Anyway, with that introduction, I thought it would be really fun to share these animations with kids and do a tiny bit of background explanation. I stared this morning by just showing the boys some of the pictures and asking them to describe what they were seeing:

Next I showed them one of the animations that I made and asked them to see if they could see some similarities with any of the previous animations:

Next we went down to the living room to talk about roots of equations. My older son knows a little bit about quadratic equations, but only a little bit. I didn’t want this part of the conversation to be the main point, but I did want them to get a tiny peek at the math behind the animations we were looking at today:

Finally, we went back up to the computer to look at some of the animations for quadratic and cubic equations.
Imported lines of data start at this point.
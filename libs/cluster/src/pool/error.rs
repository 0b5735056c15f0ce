//! Connection pool errors

use crate::error::BoxError;
use cluster_config::ConfigError;
use std::fmt;
use thiserror::Error;

pub type Result<T> = std::result::Result<T, PoolError>;

/// Which capacity permit could not be acquired
#[derive(Debug, Clone, Copy, PartialEq, Eq)]
pub enum CapacityLimit {
    /// Pool-wide maximum
    Global,
    /// Per-identity sub-limit
    PerIdentity,
}

impl fmt::Display for CapacityLimit {
    fn fmt(&self, f: &mut fmt::Formatter<'_>) -> fmt::Result {
        match self {
            CapacityLimit::Global => write!(f, "global"),
            CapacityLimit::PerIdentity => write!(f, "per-identity"),
        }
    }
}

#[derive(Error, Debug)]
pub enum PoolError {
    /// No permit became available within the wait budget
    #[error("Capacity exceeded for identity '{identity}': {limit} limit of {max} connections reached after waiting {waited_ms}ms")]
    CapacityExceeded {
        identity: String,
        limit: CapacityLimit,
        max: usize,
        waited_ms: u64,
    },

    /// The connection factory failed to produce a connection
    #[error("Failed to create connection for identity '{identity}': {source}")]
    ConnectionCreation {
        identity: String,
        #[source]
        source: BoxError,
    },

    #[error("Connection pool is shutting down")]
    ShuttingDown,

    #[error("Cannot derive connector identity: {message}")]
    Identity { message: String },

    #[error(transparent)]
    Configuration(#[from] ConfigError),
}

impl PoolError {
    /// Create a capacity exceeded error
    pub fn capacity_exceeded(
        identity: impl ToString,
        limit: CapacityLimit,
        max: usize,
        waited_ms: u64,
    ) -> Self {
        Self::CapacityExceeded {
            identity: identity.to_string(),
            limit,
            max,
            waited_ms,
        }
    }

    /// Create a connection creation error
    pub fn connection_creation(identity: impl ToString, source: BoxError) -> Self {
        Self::ConnectionCreation {
            identity: identity.to_string(),
            source,
        }
    }

    /// Create an identity error
    pub fn identity(message: impl Into<String>) -> Self {
        Self::Identity {
            message: message.into(),
        }
    }

    /// Whether this error is a capacity/timeout error
    pub fn is_capacity_exceeded(&self) -> bool {
        matches!(self, Self::CapacityExceeded { .. })
    }
}
//! The player capability a session drives.
//!
//! A session never talks to sockets or keyboards directly. It asks a
//! `Player` for the next command and hands it notifications; adapters decide
//! where those come from and go to.

use std::collections::VecDeque;

use crate::protocol::{parse_command, Command, Message, ProtocolError};

/// A seated participant.
pub trait Player {
    /// Block until the player's next command arrives.
    ///
    /// `None` means the player is gone (disconnect) and forfeits.
    fn next_command(&mut self) -> Option<Command>;

    /// Deliver one notification line to the player.
    fn notify(&mut self, message: &Message);
}

impl<P: Player + ?Sized> Player for Box<P> {
    fn next_command(&mut self) -> Option<Command> {
        (**self).next_command()
    }

    fn notify(&mut self, message: &Message) {
        (**self).notify(message);
    }
}

impl<P: Player + ?Sized> Player for &mut P {
    fn next_command(&mut self) -> Option<Command> {
        (**self).next_command()
    }

    fn notify(&mut self, message: &Message) {
        (**self).notify(message);
    }
}

/// An in-memory player that replays queued commands and records every
/// notification it receives. Running out of commands acts as a disconnect.
///
/// ```
/// use rust_checkers::session::{Player, ScriptedPlayer};
/// use rust_checkers::protocol::Message;
///
/// let mut player = ScriptedPlayer::from_lines(["MOVE:b6,a5"]).unwrap();
/// assert_eq!(player.next_command().unwrap().payload, "b6,a5");
/// assert!(player.next_command().is_none());
///
/// player.notify(&Message::Accepted("ok".into()));
/// assert_eq!(player.received().len(), 1);
/// ```
#[derive(Clone, Debug, Default)]
pub struct ScriptedPlayer {
    commands: VecDeque<Command>,
    received: Vec<Message>,
}

impl ScriptedPlayer {
    pub fn new(commands: impl IntoIterator<Item = Command>) -> Self {
        Self {
            commands: commands.into_iter().collect(),
            received: Vec::new(),
        }
    }

    /// Build from raw protocol lines.
    pub fn from_lines<S: AsRef<str>>(
        lines: impl IntoIterator<Item = S>,
    ) -> Result<Self, ProtocolError> {
        let commands = lines
            .into_iter()
            .map(|line| parse_command(line.as_ref()))
            .collect::<Result<VecDeque<_>, _>>()?;
        Ok(Self {
            commands,
            received: Vec::new(),
        })
    }

    /// Queue another command.
    pub fn push(&mut self, command: Command) {
        self.commands.push_back(command);
    }

    /// Notifications received so far, oldest first.
    #[must_use]
    pub fn received(&self) -> &[Message] {
        &self.received
    }

    #[must_use]
    pub fn last_received(&self) -> Option<&Message> {
        self.received.last()
    }

    /// Commands not yet consumed.
    #[must_use]
    pub fn remaining(&self) -> usize {
        self.commands.len()
    }
}

impl Player for ScriptedPlayer {
    fn next_command(&mut self) -> Option<Command> {
        self.commands.pop_front()
    }

    fn notify(&mut self, message: &Message) {
        self.received.push(message.clone());
    }
}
My maybe too open-ended task for them here was to compare the animations of the roots of quadratic and cubic equations to the animations of the roots of the quintic equations.

I’ve always wanted to be able to share some of the basic ideas from Galois theory with kids. I’ve never seen anything like these animations previously. They make for a neat starting point, I think, since kids are able to talk about the pictures. I would **love** to know what a research mathematician sees in the pictures. In particular, is there something in the pictures that gives a clue about why the roots of 5th degree polynomials are going to be more difficult to study than 2nd, 3rd, or 4th degree ones?

Woke up this morning obsessing over visualizing quadratic equations….and when I go on-line I see a bunch of different tweets which indicate that a bunch of different people are thinking in various ways about this same thing. Though I shouldn’t be spending this day off going down these rabbit holes, I went through your post first, as I can’t see any other way to forward towards any understanding about the image in Baez’s tweet. Also, I looked through the links you posted (ah!!! Rabbit Holes everywhere!!!) and noticed something which I wonder if you noticed, because this is something you will really like: It appears to me that the image in Baez’s tweet started with the guy who wrote that book you’ve talked about, about 3D printing, Henry Segerman https://plus.google.com/+HenrySegerman/posts/NdWL2E9Ht2a

http://www.3dprintmath.com/

Have a good day…and please resist posting anything else today that I might be interested in .

There’s a proof by Arnol’d of the unsolvability of the quintic that starts from such juggling of roots. It seems to be written here

https://projecteuclid.org/download/pdf_1/euclid.tmna/1471875703

and in half-hour video here

Thanks Allen – the video is fascinating. I’ve been playing around with some of those ideas in Mathematica to see about creating some of the specific root swaps. Unfortunately some work travel is going to slow down that process, but it’ll be fun to try to find a specific combination meeting the criteria set out in the video.